> **Saved data entries**
• • • • •

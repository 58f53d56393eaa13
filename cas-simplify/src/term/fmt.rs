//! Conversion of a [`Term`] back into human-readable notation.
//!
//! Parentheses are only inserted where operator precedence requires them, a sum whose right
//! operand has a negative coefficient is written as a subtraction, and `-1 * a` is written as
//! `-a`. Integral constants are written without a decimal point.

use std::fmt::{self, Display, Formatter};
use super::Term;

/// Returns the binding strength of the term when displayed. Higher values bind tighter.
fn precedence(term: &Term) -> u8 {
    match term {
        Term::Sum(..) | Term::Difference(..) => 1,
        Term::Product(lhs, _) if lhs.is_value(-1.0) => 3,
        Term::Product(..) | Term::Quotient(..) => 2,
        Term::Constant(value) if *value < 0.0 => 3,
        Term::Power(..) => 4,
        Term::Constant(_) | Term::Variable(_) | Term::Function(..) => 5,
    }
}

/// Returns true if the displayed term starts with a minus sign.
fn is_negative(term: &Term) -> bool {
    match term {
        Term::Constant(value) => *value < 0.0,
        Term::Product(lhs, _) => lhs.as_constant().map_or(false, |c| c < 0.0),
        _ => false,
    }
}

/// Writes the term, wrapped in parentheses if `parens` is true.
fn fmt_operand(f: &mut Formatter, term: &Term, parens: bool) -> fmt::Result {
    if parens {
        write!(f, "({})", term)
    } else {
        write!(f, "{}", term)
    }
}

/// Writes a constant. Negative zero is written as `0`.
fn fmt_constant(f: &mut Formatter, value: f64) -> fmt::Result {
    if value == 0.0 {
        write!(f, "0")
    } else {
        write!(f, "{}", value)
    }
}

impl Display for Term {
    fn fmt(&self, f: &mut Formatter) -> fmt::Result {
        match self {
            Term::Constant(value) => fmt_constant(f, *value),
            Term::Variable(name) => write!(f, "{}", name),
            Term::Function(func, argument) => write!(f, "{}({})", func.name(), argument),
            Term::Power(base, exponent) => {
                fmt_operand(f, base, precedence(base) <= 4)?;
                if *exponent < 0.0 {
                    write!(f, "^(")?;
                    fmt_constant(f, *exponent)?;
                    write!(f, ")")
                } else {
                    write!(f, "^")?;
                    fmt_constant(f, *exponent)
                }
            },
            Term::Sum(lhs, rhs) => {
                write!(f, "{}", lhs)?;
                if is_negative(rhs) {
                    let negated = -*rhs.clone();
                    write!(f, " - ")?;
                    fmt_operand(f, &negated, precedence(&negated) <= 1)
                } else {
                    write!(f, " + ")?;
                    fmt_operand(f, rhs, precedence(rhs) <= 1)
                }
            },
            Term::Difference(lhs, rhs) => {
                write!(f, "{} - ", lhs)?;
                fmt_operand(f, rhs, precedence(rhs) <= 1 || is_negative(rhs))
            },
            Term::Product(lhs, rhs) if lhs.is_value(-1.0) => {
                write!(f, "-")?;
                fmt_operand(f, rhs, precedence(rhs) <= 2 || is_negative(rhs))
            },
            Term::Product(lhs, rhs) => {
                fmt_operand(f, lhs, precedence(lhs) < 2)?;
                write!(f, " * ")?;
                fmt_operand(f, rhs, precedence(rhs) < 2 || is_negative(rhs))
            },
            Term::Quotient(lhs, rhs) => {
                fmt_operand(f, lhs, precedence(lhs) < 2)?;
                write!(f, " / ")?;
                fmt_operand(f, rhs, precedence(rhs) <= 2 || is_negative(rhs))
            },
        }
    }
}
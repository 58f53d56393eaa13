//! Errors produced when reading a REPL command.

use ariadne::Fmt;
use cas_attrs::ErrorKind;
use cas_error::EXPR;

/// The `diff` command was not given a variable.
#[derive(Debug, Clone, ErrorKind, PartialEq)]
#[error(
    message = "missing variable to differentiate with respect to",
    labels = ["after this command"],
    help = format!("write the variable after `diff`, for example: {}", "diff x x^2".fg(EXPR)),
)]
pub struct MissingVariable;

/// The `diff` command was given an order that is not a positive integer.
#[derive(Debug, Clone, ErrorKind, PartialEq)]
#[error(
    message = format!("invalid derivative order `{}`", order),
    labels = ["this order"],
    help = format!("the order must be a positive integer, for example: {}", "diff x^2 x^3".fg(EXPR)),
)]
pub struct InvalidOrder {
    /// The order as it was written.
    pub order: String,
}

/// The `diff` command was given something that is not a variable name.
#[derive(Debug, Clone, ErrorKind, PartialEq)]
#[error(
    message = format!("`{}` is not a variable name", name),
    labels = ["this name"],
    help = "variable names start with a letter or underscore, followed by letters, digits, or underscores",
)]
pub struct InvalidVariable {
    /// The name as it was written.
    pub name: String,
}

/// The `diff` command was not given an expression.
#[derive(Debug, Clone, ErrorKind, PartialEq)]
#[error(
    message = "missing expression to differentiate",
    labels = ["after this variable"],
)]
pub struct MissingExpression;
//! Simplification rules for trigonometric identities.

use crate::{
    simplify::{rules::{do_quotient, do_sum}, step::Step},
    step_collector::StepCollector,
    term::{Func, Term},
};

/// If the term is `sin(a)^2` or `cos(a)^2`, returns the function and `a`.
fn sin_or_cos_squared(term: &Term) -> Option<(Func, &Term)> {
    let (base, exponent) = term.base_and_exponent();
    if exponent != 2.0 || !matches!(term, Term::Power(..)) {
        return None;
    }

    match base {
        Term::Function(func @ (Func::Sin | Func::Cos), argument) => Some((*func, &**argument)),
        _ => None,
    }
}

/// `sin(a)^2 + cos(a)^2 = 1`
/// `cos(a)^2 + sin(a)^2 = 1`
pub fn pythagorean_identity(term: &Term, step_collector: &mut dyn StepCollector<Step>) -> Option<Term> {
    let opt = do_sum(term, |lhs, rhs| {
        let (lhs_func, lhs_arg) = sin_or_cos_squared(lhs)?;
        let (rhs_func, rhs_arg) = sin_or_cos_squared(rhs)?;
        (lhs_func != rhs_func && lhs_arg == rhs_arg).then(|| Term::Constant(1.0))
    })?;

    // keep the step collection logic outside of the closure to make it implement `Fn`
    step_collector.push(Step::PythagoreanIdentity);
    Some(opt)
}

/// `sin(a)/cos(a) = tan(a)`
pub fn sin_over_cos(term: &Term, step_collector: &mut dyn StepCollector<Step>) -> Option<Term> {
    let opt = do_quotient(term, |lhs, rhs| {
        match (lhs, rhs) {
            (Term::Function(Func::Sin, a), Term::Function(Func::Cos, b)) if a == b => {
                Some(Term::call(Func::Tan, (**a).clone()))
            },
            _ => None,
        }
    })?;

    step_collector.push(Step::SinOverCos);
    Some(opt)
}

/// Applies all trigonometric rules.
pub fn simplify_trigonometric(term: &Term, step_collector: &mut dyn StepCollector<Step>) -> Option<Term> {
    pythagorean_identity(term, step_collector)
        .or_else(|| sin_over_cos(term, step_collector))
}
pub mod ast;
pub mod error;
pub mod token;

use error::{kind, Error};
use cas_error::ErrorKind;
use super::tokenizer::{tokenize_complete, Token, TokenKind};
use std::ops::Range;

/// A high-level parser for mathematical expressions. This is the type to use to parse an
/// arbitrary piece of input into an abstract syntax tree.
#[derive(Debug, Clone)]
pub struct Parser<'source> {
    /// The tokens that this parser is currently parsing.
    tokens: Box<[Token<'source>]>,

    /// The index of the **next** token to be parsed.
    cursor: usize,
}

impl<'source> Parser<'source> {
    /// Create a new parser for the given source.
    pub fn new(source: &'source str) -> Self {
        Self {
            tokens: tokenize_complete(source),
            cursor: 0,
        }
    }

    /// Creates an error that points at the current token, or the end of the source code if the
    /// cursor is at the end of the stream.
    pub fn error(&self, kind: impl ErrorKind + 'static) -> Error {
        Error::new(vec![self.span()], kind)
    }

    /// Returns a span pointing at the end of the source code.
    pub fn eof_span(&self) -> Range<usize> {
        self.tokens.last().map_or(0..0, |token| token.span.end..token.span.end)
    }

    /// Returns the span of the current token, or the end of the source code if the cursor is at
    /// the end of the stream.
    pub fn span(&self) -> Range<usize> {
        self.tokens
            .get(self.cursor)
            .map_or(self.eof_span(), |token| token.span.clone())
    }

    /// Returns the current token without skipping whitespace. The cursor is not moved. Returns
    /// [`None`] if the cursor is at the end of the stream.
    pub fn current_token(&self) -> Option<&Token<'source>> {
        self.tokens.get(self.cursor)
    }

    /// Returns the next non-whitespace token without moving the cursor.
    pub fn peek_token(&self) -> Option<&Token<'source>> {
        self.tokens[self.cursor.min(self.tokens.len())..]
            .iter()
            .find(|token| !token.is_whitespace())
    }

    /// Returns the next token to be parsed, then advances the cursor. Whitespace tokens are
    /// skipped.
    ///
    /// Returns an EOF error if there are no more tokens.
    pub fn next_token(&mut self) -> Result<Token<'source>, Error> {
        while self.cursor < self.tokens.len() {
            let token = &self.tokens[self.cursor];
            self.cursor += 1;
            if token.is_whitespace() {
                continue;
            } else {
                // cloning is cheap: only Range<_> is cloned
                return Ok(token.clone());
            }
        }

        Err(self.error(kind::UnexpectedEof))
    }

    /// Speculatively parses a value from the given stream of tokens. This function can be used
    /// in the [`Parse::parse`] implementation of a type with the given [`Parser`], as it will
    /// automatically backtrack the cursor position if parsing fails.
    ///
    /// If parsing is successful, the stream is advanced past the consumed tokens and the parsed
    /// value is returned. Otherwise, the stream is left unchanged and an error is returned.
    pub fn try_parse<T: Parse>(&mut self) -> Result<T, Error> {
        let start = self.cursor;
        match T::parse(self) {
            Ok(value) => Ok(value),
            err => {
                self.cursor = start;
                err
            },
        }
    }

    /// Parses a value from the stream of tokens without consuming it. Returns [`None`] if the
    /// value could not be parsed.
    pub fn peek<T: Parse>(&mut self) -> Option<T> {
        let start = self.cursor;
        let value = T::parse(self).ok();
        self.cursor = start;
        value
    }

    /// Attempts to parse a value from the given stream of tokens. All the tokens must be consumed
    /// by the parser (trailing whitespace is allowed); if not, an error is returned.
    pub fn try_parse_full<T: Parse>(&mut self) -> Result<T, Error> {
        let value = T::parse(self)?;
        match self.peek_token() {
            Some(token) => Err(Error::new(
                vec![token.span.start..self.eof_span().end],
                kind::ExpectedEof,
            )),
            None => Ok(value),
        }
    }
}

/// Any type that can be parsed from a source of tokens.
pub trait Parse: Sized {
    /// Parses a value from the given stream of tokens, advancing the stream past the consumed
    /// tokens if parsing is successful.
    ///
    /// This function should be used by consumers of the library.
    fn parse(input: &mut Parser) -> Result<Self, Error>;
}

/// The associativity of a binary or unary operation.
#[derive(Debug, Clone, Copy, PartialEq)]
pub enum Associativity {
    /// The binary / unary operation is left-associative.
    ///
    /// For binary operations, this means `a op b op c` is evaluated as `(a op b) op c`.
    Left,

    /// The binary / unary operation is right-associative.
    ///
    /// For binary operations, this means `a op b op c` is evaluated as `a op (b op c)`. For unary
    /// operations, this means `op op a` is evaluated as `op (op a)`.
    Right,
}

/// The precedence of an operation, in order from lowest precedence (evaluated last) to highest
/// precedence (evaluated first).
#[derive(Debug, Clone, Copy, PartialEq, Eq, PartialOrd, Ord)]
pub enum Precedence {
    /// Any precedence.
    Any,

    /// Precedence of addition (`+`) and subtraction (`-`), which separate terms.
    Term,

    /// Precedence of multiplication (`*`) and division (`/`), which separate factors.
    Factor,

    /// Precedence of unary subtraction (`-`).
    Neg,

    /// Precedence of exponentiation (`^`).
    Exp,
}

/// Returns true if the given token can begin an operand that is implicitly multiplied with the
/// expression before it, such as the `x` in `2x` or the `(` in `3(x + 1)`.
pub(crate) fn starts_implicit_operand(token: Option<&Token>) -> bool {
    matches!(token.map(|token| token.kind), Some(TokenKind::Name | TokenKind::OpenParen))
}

• • • • •

> **THE TASK**
Retype only the lines above between the line with "pub fn sin_over_cos(term: &Term, step_collector: &mut" and the line with "pub struct Parser<'source>", counting those two lines as well, and keep every character as it is.

> **ANSWER TO THIS TASK**
pub fn sin_over_cos(term: &Term, step_collector: &mut dyn StepCollector<Step>) -> Option<Term> {
    let opt = do_quotient(term, |lhs, rhs| {
        match (lhs, rhs) {
            (Term::Function(Func::Sin, a), Term::Function(Func::Cos, b)) if a == b => {
                Some(Term::call(Func::Tan, (**a).clone()))
            },
            _ => None,
        }
    })?;

    step_collector.push(Step::SinOverCos);
    Some(opt)
}

/// Applies all trigonometric rules.
pub fn simplify_trigonometric(term: &Term, step_collector: &mut dyn StepCollector<Step>) -> Option<Term> {
    pythagorean_identity(term, step_collector)
        .or_else(|| sin_over_cos(term, step_collector))
}
pub mod ast;
pub mod error;
pub mod token;

use error::{kind, Error};
use cas_error::ErrorKind;
use super::tokenizer::{tokenize_complete, Token, TokenKind};
use std::ops::Range;

/// A high-level parser for mathematical expressions. This is the type to use to parse an
/// arbitrary piece of input into an abstract syntax tree.
#[derive(Debug, Clone)]
pub struct Parser<'source> {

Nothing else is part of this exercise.